*** MATERIAL FOR THIS EXERCISE ***

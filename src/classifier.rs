//! Literal-substring regex classification of blocks.

use indexmap::IndexMap;
use regex::Regex;

use crate::config::types::ClassifierConfig;
use crate::model::ClassCount;

struct CompiledClass {
    name: String,
    patterns: Vec<Regex>,
}

/// Once-per-snapshot compiled form of a [`ClassifierConfig`]: each pattern
/// compiled as an escaped literal, preserving the configuration's class
/// iteration order.
pub struct CompiledClassifier {
    classes: Vec<CompiledClass>,
    dedupe: bool,
}

impl CompiledClassifier {
    pub fn new(config: &ClassifierConfig) -> Self {
        let classes = config
            .classes
            .iter()
            .map(|(name, patterns)| CompiledClass {
                name: name.clone(),
                patterns: patterns
                    .iter()
                    .filter_map(|p| Regex::new(&regex::escape(p)).ok())
                    .collect(),
            })
            .collect();
        Self {
            classes,
            dedupe: config.dedupe,
        }
    }

    /// Return the class labels that match any line of `text`, in
    /// configuration order. When `dedupe` is false, a class is pushed once
    /// per matching line rather than once per block.
    pub fn classify(&self, text: &str) -> Vec<String> {
        let lines: Vec<&str> = text.lines().collect();
        let mut labels = Vec::new();
        for class in &self.classes {
            for line in &lines {
                if class.patterns.iter().any(|re| re.is_match(line)) {
                    labels.push(class.name.clone());
                    if self.dedupe {
                        break;
                    }
                }
            }
        }
        labels
    }
}

/// Build the `class -> {count, ratio}` summary across `blocks` (each block's
/// classification list as produced by [`CompiledClassifier::classify`]).
pub fn summarize(blocks: &[Vec<String>]) -> IndexMap<String, ClassCount> {
    let total = blocks.len();
    if total == 0 {
        return IndexMap::new();
    }
    let mut counts: IndexMap<String, usize> = IndexMap::new();
    for labels in blocks {
        for label in labels {
            *counts.entry(label.clone()).or_insert(0) += 1;
        }
    }
    counts
        .into_iter()
        .map(|(class, count)| {
            (
                class,
                ClassCount {
                    count,
                    ratio: count as f64 / total as f64,
                },
            )
        })
        .collect()
}

#[cfg(test)]
#[allow(clippy::unwrap_used, clippy::expect_used)]
mod tests {
    use super::*;

    fn foreigner_config() -> ClassifierConfig {
        ClassifierConfig::default_foreigner()
    }

    #[test]
    fn classifies_foreigner_ok_block() {
        let compiled = CompiledClassifier::new(&foreigner_config());
        let labels = compiled.classify("募集要項\n国籍不問\n経験者優遇");
        assert_eq!(labels, vec!["foreigner_ok"]);
    }

    #[test]
    fn classifies_foreigner_ng_block() {
        let compiled = CompiledClassifier::new(&foreigner_config());
        let labels = compiled.classify("応募条件\n日本国籍のみ");
        assert_eq!(labels, vec!["foreigner_ng"]);
    }

    #[test]
    fn no_match_yields_no_labels() {
        let compiled = CompiledClassifier::new(&foreigner_config());
        assert!(compiled.classify("特に条件の記載なし").is_empty());
    }

    #[test]
    fn preserves_configured_class_order() {
        let mut cfg = foreigner_config();
        // classify text matching both classes; output order must follow config order
        let labels = CompiledClassifier::new(&cfg).classify("国籍不問\n日本国籍のみ");
        assert_eq!(labels, vec!["foreigner_ok", "foreigner_ng"]);

        cfg.classes.reverse();
        let labels_reversed = CompiledClassifier::new(&cfg).classify("国籍不問\n日本国籍のみ");
        assert_eq!(labels_reversed, vec!["foreigner_ng", "foreigner_ok"]);
    }

    #[test]
    fn dedupe_stops_scanning_after_first_hit() {
        let compiled = CompiledClassifier::new(&foreigner_config());
        // Two lines both matching foreigner_ok; classify should still report it once.
        let labels = compiled.classify("国籍不問\n外国籍可");
        assert_eq!(labels, vec!["foreigner_ok"]);
    }

    #[test]
    fn without_dedupe_each_matching_line_contributes_a_label() {
        let mut cfg = foreigner_config();
        cfg.dedupe = false;
        let compiled = CompiledClassifier::new(&cfg);
        let labels = compiled.classify("国籍不問\n外国籍可");
        assert_eq!(labels, vec!["foreigner_ok", "foreigner_ok"]);
    }

    #[test]
    fn summarize_computes_count_and_ratio() {
        let blocks = vec![
            vec!["foreigner_ok".to_string()],
            vec!["foreigner_ok".to_string()],
            vec![],
        ];
        let summary = summarize(&blocks);
        let row = &summary["foreigner_ok"];
        assert_eq!(row.count, 2);
        assert!((row.ratio - 2.0 / 3.0).abs() < 1e-9);
    }

    #[test]
    fn summarize_empty_blocks_returns_empty_map() {
        assert!(summarize(&[]).is_empty());
    }
}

*** End of MATERIAL FOR THIS EXERCISE ***

THE PROBLEM :: A word-for-word copy of the data above is the goal, so set it all down again.

ANSWER BELOW ::
filename src/classifier.rs
//! Literal-substring regex classification of blocks.

use indexmap::IndexMap;
use regex::Regex;

use crate::config::types::ClassifierConfig;
use crate::model::ClassCount;

struct CompiledClass {
    name: String,
    patterns: Vec<Regex>,
}

/// Once-per-snapshot compiled form of a [`ClassifierConfig`]: each pattern
/// compiled as an escaped literal, preserving the configuration's class
/// iteration order.
pub struct CompiledClassifier {
    classes: Vec<CompiledClass>,
    dedupe: bool,
}

impl CompiledClassifier {
    pub fn new(config: &ClassifierConfig) -> Self {
        let classes = config
            .classes
            .iter()
            .map(|(name, patterns)| CompiledClass {
                name: name.clone(),
                patterns: patterns
                    .iter()
                    .filter_map(|p| Regex::new(&regex::escape(p)).ok())
                    .collect(),
            })
            .collect();
        Self {
            classes,
            dedupe: config.dedupe,
        }
    }

    /// Return the class labels that match any line of `text`, in
    /// configuration order. When `dedupe` is false, a class is pushed once
    /// per matching line rather than once per block.
    pub fn classify(&self, text: &str) -> Vec<String> {
        let lines: Vec<&str> = text.lines().collect();
        let mut labels = Vec::new();
        for class in &self.classes {
            for line in &lines {
                if class.patterns.iter().any(|re| re.is_match(line)) {
                    labels.push(class.name.clone());
                    if self.dedupe {
                        break;
                    }
                }
            }
        }
        labels
    }
}

/// Build the `class -> {count, ratio}` summary across `blocks` (each block's
/// classification list as produced by [`CompiledClassifier::classify`]).
pub fn summarize(blocks: &[Vec<String>]) -> IndexMap<String, ClassCount> {
    let total = blocks.len();
    if total == 0 {
        return IndexMap::new();
    }
    let mut counts: IndexMap<String, usize> = IndexMap::new();
    for labels in blocks {
        for label in labels {
            *counts.entry(label.clone()).or_insert(0) += 1;
        }
    }
    counts
        .into_iter()
        .map(|(class, count)| {
            (
                class,
                ClassCount {
                    count,
                    ratio: count as f64 / total as f64,
                },
            )
        })
        .collect()
}

#[cfg(test)]
#[allow(clippy::unwrap_used, clippy::expect_used)]
mod tests {
    use super::*;

    fn foreigner_config() -> ClassifierConfig {
        ClassifierConfig::default_foreigner()
    }

    #[test]
    fn classifies_foreigner_ok_block() {
        let compiled = CompiledClassifier::new(&foreigner_config());
        let labels = compiled.classify("募集要項\n国籍不問\n経験者優遇");
        assert_eq!(labels, vec!["foreigner_ok"]);
    }

    #[test]
    fn classifies_foreigner_ng_block() {
        let compiled = CompiledClassifier::new(&foreigner_config());
        let labels = compiled.classify("応募条件\n日本国籍のみ");
        assert_eq!(labels, vec!["foreigner_ng"]);
    }

    #[test]
    fn no_match_yields_no_labels() {
        let compiled = CompiledClassifier::new(&foreigner_config());
        assert!(compiled.classify("特に条件の記載なし").is_empty());
    }

    #[test]
    fn preserves_configured_class_order() {
        let mut cfg = foreigner_config();
        // classify text matching both classes; output order must follow config order
        let labels = CompiledClassifier::new(&cfg).classify("国籍不問\n日本国籍のみ");
        assert_eq!(labels, vec!["foreigner_ok", "foreigner_ng"]);

        cfg.classes.reverse();
        let labels_reversed = CompiledClassifier::new(&cfg).classify("国籍不問\n日本国籍のみ");
        assert_eq!(labels_reversed, vec!["foreigner_ng", "foreigner_ok"]);
    }

    #[test]
    fn dedupe_stops_scanning_after_first_hit() {
        let compiled = CompiledClassifier::new(&foreigner_config());
        // Two lines both matching foreigner_ok; classify should still report it once.
        let labels = compiled.classify("国籍不問\n外国籍可");
        assert_eq!(labels, vec!["foreigner_ok"]);
    }

    #[test]
    fn without_dedupe_each_matching_line_contributes_a_label() {
        let mut cfg = foreigner_config();
        cfg.dedupe = false;
        let compiled = CompiledClassifier::new(&cfg);
        let labels = compiled.classify("国籍不問\n外国籍可");
        assert_eq!(labels, vec!["foreigner_ok", "foreigner_ok"]);
    }

    #[test]
    fn summarize_computes_count_and_ratio() {
        let blocks = vec![
            vec!["foreigner_ok".to_string()],
            vec!["foreigner_ok".to_string()],
            vec![],
        ];
        let summary = summarize(&blocks);
        let row = &summary["foreigner_ok"];
        assert_eq!(row.count, 2);
        assert!((row.ratio - 2.0 / 3.0).abs() < 1e-9);
    }

    #[test]
    fn summarize_empty_blocks_returns_empty_map() {
        assert!(summarize(&[]).is_empty());
    }
}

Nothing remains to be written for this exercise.